(Stored data)
--------------------------------
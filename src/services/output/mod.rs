//! Output generation: XMLTV, M3U, JSON and the PrismCast enrichment pair
//!
//! Every renderer is a pure function from the canonical model to bytes. The
//! orchestrator renders everything in memory, then hands the set to
//! [`publish::publish_all`].

pub mod enrich;
pub mod json;
pub mod m3u;
pub mod publish;
pub mod xmltv;

use chrono_tz::Tz;

use crate::config::Config;
use crate::error::PipelineError;
use crate::models::Model;

pub use enrich::PrismcastTarget;
pub use publish::{publish_all, write_atomic, ArtifactWriter};

pub const XMLTV_FILE: &str = "dtv_epg.xml";
pub const M3U_FILE: &str = "dtv_channels.m3u";
pub const JSON_FILE: &str = "dtv_channels.json";
pub const PRISMCAST_M3U_FILE: &str = "prismcast_enriched.m3u";
pub const PRISMCAST_JSON_FILE: &str = "prismcast_channels.json";

#[derive(Debug, Clone)]
pub struct RenderOptions {
    pub tz: Tz,
    pub group_title: String,
    pub playable_only: bool,
    pub prismcast: Option<PrismcastTarget>,
}

impl RenderOptions {
    pub fn from_config(config: &Config) -> Result<Self, PipelineError> {
        let tz = config
            .output_tz()
            .map_err(|e| PipelineError::Render(e.to_string()))?;
        let prismcast = config
            .prismcast_host
            .as_deref()
            .map(str::trim)
            .filter(|h| !h.is_empty())
            .map(|host| PrismcastTarget {
                host: host.to_string(),
                port: config.prismcast_port,
            });

        Ok(Self {
            tz,
            group_title: config.group_title.clone(),
            playable_only: config.m3u_playable_only,
            prismcast,
        })
    }
}

impl Default for RenderOptions {
    fn default() -> Self {
        Self {
            tz: Tz::UTC,
            group_title: "DirecTV Stream".to_string(),
            playable_only: false,
            prismcast: None,
        }
    }
}

/// Artifacts rendered for one cycle, in publish order
#[derive(Debug, Default)]
pub struct RenderedSet {
    pub artifacts: Vec<(String, Vec<u8>)>,
    /// Enrichment problems; they never block the primary artifacts
    pub enrichment_errors: Vec<String>,
}

/// Render every artifact for `model`.
///
/// Fails only when a primary artifact cannot be rendered.
pub fn render_all(model: &Model, opts: &RenderOptions) -> Result<RenderedSet, PipelineError> {
    let mut set = RenderedSet::default();

    let xml = xmltv::render_xmltv(&model.channels, &model.programs, opts.tz)?;
    set.artifacts.push((XMLTV_FILE.to_string(), xml));
    set.artifacts.push((
        M3U_FILE.to_string(),
        m3u::render_m3u(&model.channels, &opts.group_title, opts.playable_only),
    ));
    set.artifacts
        .push((JSON_FILE.to_string(), json::render_json(&model.channels)?));

    if let Some(target) = &opts.prismcast {
        match enrich::render_enriched(&model.channels, target, &opts.group_title) {
            Ok((m3u, json)) => {
                set.artifacts.push((PRISMCAST_M3U_FILE.to_string(), m3u));
                set.artifacts.push((PRISMCAST_JSON_FILE.to_string(), json));
            }
            Err(e) => {
                tracing::warn!(error = %e, "PrismCast enrichment failed");
                set.enrichment_errors.push(e.to_string());
            }
        }
    }

    Ok(set)
}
--------------------------------
For each line in the data above that contains the string "PrismcastTarget", extract the line.

◆ **Exercise result**:
pub use enrich::PrismcastTarget;
    pub prismcast: Option<PrismcastTarget>,
            .map(|host| PrismcastTarget {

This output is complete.